Encore quelques jours, et la belle Ophélie va reparaître dans son encadrement de glaïeuls et de nénufars. Cette saison de Londres n’aura été pour Mlle Nilsson qu’une série non interrompue de triomphales apparitions. Dans Marta, dans Lucia, on l’avait déjà vue et applaudie ; mais quel n’a pas été l’enthousiasme à propos des Noces de Figaro ! On avait dit qu’elle jouerait le page d’Auber dans Gustave, mieux lui a valu prendre celui de Mozart, l’événement l’a bien prouvé. « Il est peut-être permis d’ajouter que l’apparence personnelle du jeune page de cour a beaucoup contribué au nouveau succès d’une des plus grandes favorites de notre public ! » Ainsi s’expriment les gazettes sur le sujet du travestissement, toujours si délicat pour une jolie femme. L’actrice du reste a réussi à l’égal de la cantatrice, sinon mieux. Mlle Nilsson fait un Chérubin de fantaisie, cela va sans dire, moins entraîné que séduisant, soumis, gracieux, attendri, le vrai page d’une Rosine archiduchesse. A défaut de Beaumarchais, c’est à Mozart qu’elle s’attache, et toutes les forces, tout le prestige de sa voix et de son talent semblent se concentrer sur cet inimitable Voi che sapete, dernier terme en musique du style et de l’expression raphaélesques. Quant à cette popularité, plus grande peut-être-encore à Londres qu’à Paris, un mot suffit à l’expliquer : Mlle Nilsson chante en anglais comme elle chante en français, en allemand, en italien et en suédois, et son trille que rien n’épouvante affronte, musique et paroles, les airs de Judas Machabée.
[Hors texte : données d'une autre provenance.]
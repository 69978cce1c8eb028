//! External service capabilities
//!
//! The operators only know these traits. Concrete executors are built per plan
//! (backup/restore) or per instance (bind/deployment) through a
//! [`ServiceFactory`].

mod catalog;
mod http;

pub use catalog::{Catalog, Plan, StaticCatalog};
pub use http::{HttpServiceExecutor, HttpServiceFactory};

use std::fmt;
use std::sync::Arc;

use async_trait::async_trait;
use serde_json::Value;

use crate::error::{Error, Result};

/// Backup executor for one plan
#[async_trait]
pub trait BackupService: Send + Sync {
    async fn start_backup(&self, options: &Value) -> Result<Value>;

    async fn abort_last_backup(&self, options: &Value) -> Result<Value>;

    async fn delete_backup(&self, options: &Value) -> Result<()>;
}

/// Restore executor for one plan
#[async_trait]
pub trait RestoreService: Send + Sync {
    async fn start_restore(&self, options: &Value) -> Result<Value>;

    async fn abort_last_restore(&self, options: &Value) -> Result<Value>;

    /// Build the final status payload for a restore ending in `result`
    async fn create_patch_object(&self, options: &Value, result: &str) -> Result<Value>;

    /// Persist the final restore result where the service keeps its records
    async fn patch_restore_file_with_final_result(
        &self,
        options: &Value,
        patch: &Value,
    ) -> Result<()>;
}

/// Bind executor for one service instance
#[async_trait]
pub trait BindService: Send + Sync {
    /// Create a binding and return its credentials document
    async fn bind(&self, options: &Value) -> Result<Value>;

    async fn unbind(&self, options: &Value) -> Result<()>;
}

/// Deployment operation recorded in a director resource's response
#[derive(Clone, Copy, Debug, PartialEq, Eq)]
pub enum DeploymentOperation {
    Create,
    Update,
    Delete,
}

impl DeploymentOperation {
    pub fn as_str(&self) -> &'static str {
        match self {
            DeploymentOperation::Create => "create",
            DeploymentOperation::Update => "update",
            DeploymentOperation::Delete => "delete",
        }
    }
}

impl std::str::FromStr for DeploymentOperation {
    type Err = Error;

    fn from_str(s: &str) -> Result<Self> {
        match s {
            "create" => Ok(DeploymentOperation::Create),
            "update" => Ok(DeploymentOperation::Update),
            "delete" => Ok(DeploymentOperation::Delete),
            other => Err(Error::validation(format!(
                "Unknown deployment operation '{}'",
                other
            ))),
        }
    }
}

impl fmt::Display for DeploymentOperation {
    fn fmt(&self, f: &mut fmt::Formatter<'_>) -> fmt::Result {
        f.write_str(self.as_str())
    }
}

/// Deployment executor for one service instance
#[async_trait]
pub trait DeploymentService: Send + Sync {
    /// Trigger `operation` on the deployment; the director response carries a
    /// `task_id` once the director accepted the work
    async fn run(
        &self,
        operation: DeploymentOperation,
        options: &Value,
        deployment_name: Option<&str>,
    ) -> Result<Value>;
}

/// Builds service executors
#[async_trait]
pub trait ServiceFactory: Send + Sync {
    async fn backup_service(&self, plan: &Plan) -> Result<Arc<dyn BackupService>>;

    async fn restore_service(&self, plan: &Plan) -> Result<Arc<dyn RestoreService>>;

    async fn bind_service(
        &self,
        instance_guid: &str,
        options: &Value,
    ) -> Result<Arc<dyn BindService>>;

    async fn deployment_service(
        &self,
        instance_id: &str,
        options: &Value,
    ) -> Result<Arc<dyn DeploymentService>>;
}

#[cfg(test)]
mod tests {
    use super::*;

    #[test]
    fn test_deployment_operation_parses_lowercase() {
        assert_eq!(
            "update".parse::<DeploymentOperation>().unwrap(),
            DeploymentOperation::Update
        );
        assert!("UPDATE".parse::<DeploymentOperation>().is_err());
        assert_eq!(DeploymentOperation::Delete.to_string(), "delete");
    }
}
Que dire maintenant de tant de victoires remportées au Palais de Cristal, à la Philharmonique, de ces festivals babyloniens où vingt-quatre mille auditeurs prennent place, de ces matinées de Belgravia, de ces Queen’s State-Concerts à Buckingham-Palace ? Élevé à ces hauteurs, le succès devient une folie, et personne au monde ne s’entend comme Mlle Nilsson à émouvoir cette folie, à l’exploiter dans ce qu’elle a d’honnête et de permis. Dans son art, Mlle Nilsson a des rivales, Mme Miolan, la Lucca, la Patti ; ce qui constitue sa force incomparable, c’est sa personnalité, décidément très accentuée, très remarquable, et par laquelle tout s’explique, son succès et son influence au théâtre comme dans le monde.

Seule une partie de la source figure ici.